Są wreszcie specjalizowane produkty z serii anti-spit (np. NEC VoIPSeal). Koncepcja NEC-a polega na sprawdzeniu reputacji nadawcy. Jeśli pojawiają się wątpliwości, połączenie zostaje przełączone do innego systemu, który wykonuje funkcje głosowego OCR-u. Sprawdza też, czy wiadomość została pozostawiona przez człowieka, czy przez maszynę. Mając te podstawowe informacje, podejmuje dalsze działania. Ochrona przed SPIT-em jest dość kłopotliwa, ponieważ czasami trudno rozróżnić autentyczny telefon z banku związany z obsługą rachunku (często realizowany przez maszyny) od faktycznego SPIT-u.
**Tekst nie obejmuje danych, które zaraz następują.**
//! Field interaction rules: edits with auto-fill, and blur formatting.

use super::words::{amount_to_words, WordsOutcome};
use crate::models::{is_identity_key, AutoFillRule, Layout, ReportData, ReportValue};

const MONEY_HINTS: [&str; 4] = ["value", "amount", "price", "rs"];

/// Apply one edit and run the auto-fill rules listening to the field.
///
/// Identity keys are display-only; edits to them return the data unchanged.
pub fn on_field_edit(
    layout: &Layout,
    data: &ReportData,
    field_id: &str,
    value: ReportValue,
) -> ReportData {
    let mut updated = data.clone();
    if is_identity_key(field_id) {
        tracing::debug!(field_id, "ignored edit to identity field");
        return updated;
    }

    let source_text = value.as_text().map(str::to_owned);
    updated.insert(field_id.to_string(), value);

    let Some(source_text) = source_text else {
        return updated;
    };
    for target in layout.auto_fill_targets(field_id) {
        let Some(rule) = &target.auto_fill else {
            continue;
        };
        match rule {
            AutoFillRule::NumberToWords { .. } => match amount_to_words(&source_text) {
                WordsOutcome::Words(words) => {
                    updated.insert(target.field_id.clone(), ReportValue::Text(words));
                }
                WordsOutcome::Clear => {
                    updated.insert(target.field_id.clone(), ReportValue::Text(String::new()));
                }
                WordsOutcome::Unchanged => {}
            },
        }
    }

    updated
}

/// Whether a field holds a money amount: its key mentions one, or another
/// field spells it out in words.
pub fn is_money_field(layout: &Layout, field_id: &str) -> bool {
    let lower = field_id.to_lowercase();
    MONEY_HINTS.iter().any(|hint| lower.contains(hint)) || layout.is_auto_fill_source(field_id)
}

/// Normalize a value when its input loses focus.
///
/// Money fields get two decimals (`1000` -> `1000.00`, `1000.5` -> `1000.50`).
/// Anything else, and non-numeric money input, passes through.
pub fn on_field_blur(layout: &Layout, field_id: &str, value: &str) -> String {
    if !is_money_field(layout, field_id) {
        return value.to_string();
    }
    let trimmed = value.trim();
    if trimmed.is_empty() {
        return value.to_string();
    }

    if trimmed.chars().all(|c| c.is_ascii_digit()) {
        return format!("{}.00", trimmed);
    }
    match trimmed.parse::<f64>() {
        Ok(amount) if amount.is_finite() => format!("{:.2}", amount),
        _ => value.to_string(),
    }
}

#[cfg(test)]
mod tests {
    use super::*;
    use crate::layout::default_layout;
    use proptest::prelude::*;

    fn text(data: &ReportData, key: &str) -> String {
        data.get(key).map(|v| v.as_display()).unwrap_or_default()
    }

    #[test]
    fn test_edit_writes_value() {
        let layout = default_layout();
        let data = on_field_edit(&layout, &ReportData::new(), "make", "Tata".into());
        assert_eq!(text(&data, "make"), "Tata");
    }

    #[test]
    fn test_identity_field_immune() {
        let layout = default_layout();
        let mut data = ReportData::new();
        data.insert("reportNumber".into(), "CDH25467---".into());

        let updated = on_field_edit(&layout, &data, "reportNumber", "HACKED".into());
        assert_eq!(text(&updated, "reportNumber"), "CDH25467---");

        let updated = on_field_edit(&layout, &data, "legacyReportNum", "HACKED".into());
        assert!(!updated.contains_key("legacyReportNum"));
    }

    #[test]
    fn test_auto_fill_words() {
        let layout = default_layout();
        let data = on_field_edit(&layout, &ReportData::new(), "marketValueNum", "1500000".into());
        assert_eq!(
            text(&data, "marketValueWords"),
            "ONE MILLION FIVE HUNDRED THOUSAND RUPEES ONLY"
        );

        let cleared = on_field_edit(&layout, &data, "marketValueNum", "".into());
        assert_eq!(text(&cleared, "marketValueWords"), "");

        let kept = on_field_edit(&layout, &data, "marketValueNum", "1.2.3".into());
        assert_eq!(text(&kept, "marketValueWords"), text(&data, "marketValueWords"));
        assert_eq!(text(&kept, "marketValueNum"), "1.2.3");
    }

    #[test]
    fn test_blur_money_formatting() {
        let layout = default_layout();
        assert_eq!(on_field_blur(&layout, "marketValueNum", "1000"), "1000.00");
        assert_eq!(on_field_blur(&layout, "marketValueNum", "1000.5"), "1000.50");
        assert_eq!(on_field_blur(&layout, "marketValueNum", " 42 "), "42.00");
        assert_eq!(on_field_blur(&layout, "marketValueNum", "n/a"), "n/a");
        assert_eq!(on_field_blur(&layout, "marketValueNum", "  "), "  ");
        assert_eq!(on_field_blur(&layout, "insuredAmount", "7.456"), "7.46");
        assert_eq!(on_field_blur(&layout, "RsPaid", "7"), "7.00");
    }

    #[test]
    fn test_blur_non_money_untouched() {
        let layout = default_layout();
        assert_eq!(on_field_blur(&layout, "model", "1000"), "1000");
    }

    #[test]
    fn test_blur_auto_fill_source_is_money() {
        let mut layout = default_layout();
        for field in &mut layout.fields {
            if field.field_id == "marketValueWords" {
                field.auto_fill = Some(AutoFillRule::NumberToWords {
                    source_field_id: "quote".into(),
                });
            }
        }
        assert_eq!(on_field_blur(&layout, "quote", "12"), "12.00");
    }

    proptest! {
        #[test]
        fn prop_edit_idempotent(key in "[a-zA-Z]{1,12}", value in ".{0,20}") {
            let layout = default_layout();
            let once = on_field_edit(&layout, &ReportData::new(), &key, value.clone().into());
            let twice = on_field_edit(&layout, &once, &key, value.into());
            prop_assert_eq!(once, twice);
        }

        #[test]
        fn prop_words_idempotent(amount in 0u64..10_000_000_000) {
            let layout = default_layout();
            let value = amount.to_string();
            let once = on_field_edit(&layout, &ReportData::new(), "marketValueNum", value.clone().into());
            let twice = on_field_edit(&layout, &once, "marketValueNum", value.into());
            prop_assert_eq!(once, twice);
        }
    }
}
Jako obronę przed SPIT-em stosuje się inne metody, takie jak whitelisting, blacklisting (standardowy lub oparty na statystykach - jak w przypadku domen spamerskich), wykorzystanie odpowiedników CAPTCHA (konieczność wpisania pewnego ciągu znaków przed zrealizowaniem połączenia), analiza anomalii itp.

Możemy także stosować wiele technik wzmacniających poufność i integralność transmisji, np. uwierzytelniać połączenia na podstawie certyfikatów (X.509) lub mechanizmów uwierzytelniania wieloskładnikowego, czy przesyłać ruch VoIP kanałami IPSec. Możliwe jest również użycie prostych blokad, np. ograniczających liczbę komunikatów SIP INVITE. Niezłym pomysłem może okazać się wykorzystanie rozwiązań NBA/NBAD (Network Behavior Anomaly Detection).

Wreszcie, możemy sami sprawdzać, na ile nasza infrastruktura UC jest podatna na ataki, stosując mniej lub bardziej specjalizowane skanery podatności. Na początek wystarczy popularny Nessus (nessus.org). Można też sięgnąć po profilowane narzędzia, np. darmowego SiVuS-a (voipsecurity.org), VoIPer-a (voiper.sourceforge.net), czy też czysto komercyjnego VoIPAudit (voipshield.com). Jeżeli korzystamy z popularnego Microsoft OCS, możemy wesprzeć się narzędziem OAT (voat.sourceforge.net), które pomoże ocenić jakość haseł. Dostępne są również webowe skanery podatności, np. voipscanner.com. Wspominaliśmy także o domyślnym wystawianiu interfejsów webowych przez urządzenia VoIP - w tym przypadku możemy wesprzeć się narzędziem SIPFlanker (www.infosegura.net), które potrafi zlokalizować takie urządzenie w sieci.

Podsumowując, nie ulega najmniejszej wątpliwości, że do bezpieczeństwa UC warto podchodzić równie poważnie, jak do bezpieczeństwa usług standardowych.